US20040258090A1 - Method for dimensioning voice over IP networks

Info

Publication number: US20040258090A1
Application number: US10/829,685
Authority: US
Inventors: Sanaa Sharafeddine; Anton Riedl; Jurgen Totzke
Original assignee: Siemens AG
Current assignee: Siemens AG
Priority date: 2003-04-25
Filing date: 2004-04-22
Publication date: 2004-12-23
Also published as: EP1471694B1; DE60319506T2; EP1471694A1; CN1551581A; DE60319506D1; CN1303797C

Abstract

In a first step a maximum waiting time corresponding to different worst cases at the node is computed, whereby the different worst case scenarios are dependent on the constellation of arrivals of packets of a number of active voice connections. In a next step a delay threshold for the maximum waiting time and a probability are defined. In a last step the bandwidth of the network node's output line is dimensioned in such a manner, that the delay threshold is not exceeded except in cases which occur as rare as the defined probability. Using this dimensioning concept, no packet has to wait more than the predefined delay threshold in most cases. Only in a few “unfortunate” cases, the threshold is exceeded and that happens with the defined probability and that is when more packets are present in the buffer of a network node than considered while dimensioning.

Description

CROSS REFERENCE TO RELATED APPLICATIONS

This application claims priority of European Application No 03009465.0 filed Apr. 25, 2003 and which is incorporated by reference herein in their entirety.

FIELD OF INVENTION

The invention relates to a method for dimensioning voice over IP networks.

BACKGROUND OF INVENTION

Today's computer networks were originally designed to support a single type of service treating all kinds of traffic as belonging to one traffic class. However, with ongoing convergence of information technology and telecommunications, new applications are evolving, which generate traffic with various characteristics and which also demand different Quality of Service (QoS) criteria. Thus, the existing IP (Internet Protocol) network architecture needs to be upgraded in order to support a variety of services ranging from non-real-time traffic such as ftp and email to real-time traffic such as interactive voice and video.
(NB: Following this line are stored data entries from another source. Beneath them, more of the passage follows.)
impl DotWriter {
    fn new() -> Self {
        Self {
            body: String::new(),
            next: 0,
        }
    }

    fn node(&mut self, label: &str) -> usize {
        let id = self.next;
        self.next += 1;
        let escaped = label.replace('\\', "\\\\").replace('"', "\\\"");
        let _ = writeln!(self.body, "  n{id} [label=\"{escaped}\"];");
        id
    }

    fn edge(&mut self, from: usize, to: usize) {
        let _ = writeln!(self.body, "  n{from} -> n{to};");
    }

    fn block(&mut self, block: &Block) -> usize {
        let id = self.node("block");
        for stmt in &block.stmts {
            let s = self.stmt(stmt);
            self.edge(id, s);
        }
        id
    }

    fn stmt(&mut self, stmt: &Stmt) -> usize {
        match &stmt.kind {
            StmtKind::VarDecl {
                ty, name, init, ..
            } => {
                let id = self.node(&format!("var-decl {} {name}", ty.to_ty()));
                if let Some(init) = init {
                    let e = self.expr(init);
                    self.edge(id, e);
                }
                id
            }
            StmtKind::Assign { target, value } => {
                let id = self.node("assign");
                let t = self.expr(target);
                let v = self.expr(value);
                self.edge(id, t);
                self.edge(id, v);
                id
            }
            StmtKind::If {
                cond,
                then_branch,
                else_branch,
            } => {
                let id = self.node("if");
                let c = self.expr(cond);
                self.edge(id, c);
                let t = self.block(then_branch);
                self.edge(id, t);
                if let Some(else_branch) = else_branch {
                    let e = self.stmt(else_branch);
                    self.edge(id, e);
                }
                id
            }
            StmtKind::While { cond, body } => {
                let id = self.node("while");
                let c = self.expr(cond);
                let b = self.block(body);
                self.edge(id, c);
                self.edge(id, b);
                id
            }
            StmtKind::For {
                init,
                cond,
                post,
                body,
            } => {
                let id = self.node("for");
                if let Some(init) = init {
                    let n = self.stmt(init);
                    self.edge(id, n);
                }
                if let Some(cond) = cond {
                    let n = self.expr(cond);
                    self.edge(id, n);
                }
                if let Some(post) = post {
                    let n = self.stmt(post);
                    self.edge(id, n);
                }
                let b = self.block(body);
                self.edge(id, b);
                id
            }
            StmtKind::DoWhile { body, cond } => {
                let id = self.node("do-while");
                let b = self.block(body);
                let c = self.expr(cond);
                self.edge(id, b);
                self.edge(id, c);
                id
            }
            StmtKind::Switch {
                disc,
                arms,
                default,
            } => {
                let id = self.node("switch");
                let d = self.expr(disc);
                self.edge(id, d);
                for arm in arms {
                    let a = self.node("case");
                    self.edge(id, a);
                    let l = self.expr(&arm.label);
                    self.edge(a, l);
                    let b = self.block(&arm.body);
                    self.edge(a, b);
                }
                if let Some(default) = default {
                    let a = self.node("default");
                    self.edge(id, a);
                    let b = self.block(default);
                    self.edge(a, b);
                }
                id
            }
            StmtKind::Break => self.node("break"),
            StmtKind::Continue => self.node("continue"),
            StmtKind::Return(value) => {
                let id = self.node("return");
                if let Some(value) = value {
                    let v = self.expr(value);
                    self.edge(id, v);
                }
                id
            }
            StmtKind::Print(args) => {
                let id = self.node("print");
                for arg in args {
                    let a = self.expr(arg);
                    self.edge(id, a);
                }
                id
            }
            StmtKind::Expr(expr) => {
                let id = self.node("expr-stmt");
                let e = self.expr(expr);
                self.edge(id, e);
                id
            }
            StmtKind::Block(block) => self.block(block),
            StmtKind::Error => self.node("<error>"),
        }
    }

    fn expr(&mut self, expr: &Expr) -> usize {
        let id = self.node(&expr_label(expr));
        match &expr.kind {
            ExprKind::Binary { lhs, rhs, .. } | ExprKind::Logical { lhs, rhs, .. } => {
                let l = self.expr(lhs);
                let r = self.expr(rhs);
                self.edge(id, l);
                self.edge(id, r);
            }
            ExprKind::Unary { operand, .. } | ExprKind::Cast { operand, .. } => {
                let o = self.expr(operand);
                self.edge(id, o);
            }
            ExprKind::Call { args, .. } => {
                for arg in args {
                    let a = self.expr(arg);
                    self.edge(id, a);
                }
            }
            ExprKind::Index { base, index } => {
                let b = self.expr(base);
                let i = self.expr(index);
                self.edge(id, b);
                self.edge(id, i);
            }
            ExprKind::Field { base, .. } => {
                let b = self.expr(base);
                self.edge(id, b);
            }
            ExprKind::IncDec { target, .. } => {
                let t = self.expr(target);
                self.edge(id, t);
            }
            _ => {}
        }
        id
    }

    fn finish(self) -> String {
        format!("digraph ast {{\n  node [shape=box, fontname=\"monospace\"];\n{}}}\n", self.body)
    }
}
Over the past years, several technologies and mechanisms have been developed, which allow the realization of QoSenabled multi-service networks. One fundamental prerequisite for thee types of networks is the capability to differentiate between packets of different traffic streams and to forward the packets appropriately, each with the desired Quality of Service. This requires that for the various traffic streams, separate queues are set up within network nodes, which are then served according to a certain scheduling scheme. Doing so, each traffic stream receives a certain share of the available bandwidth, which if insufficient leads to quality degradation. The two most important Quality of Service frameworks specified by the IETF (Internet Engineering Task Force)—“Integrated Services” (IntServ) and “Differentiated Services” (DiffServ)—rely on the capability of packet differentiation. In the “Integrated Services”, traffic differentiation is proposed on a per-flow basis (i.e., on a very fine-granular basis), while the “Differentiated Services” suggests that only a few traffic classes be defined, which are then treated differently (i.e., differentiation on a traffic-aggregation basis). However, the proposed mechanisms can only achieve good Quality of Service if sufficient bandwidth is provisioned.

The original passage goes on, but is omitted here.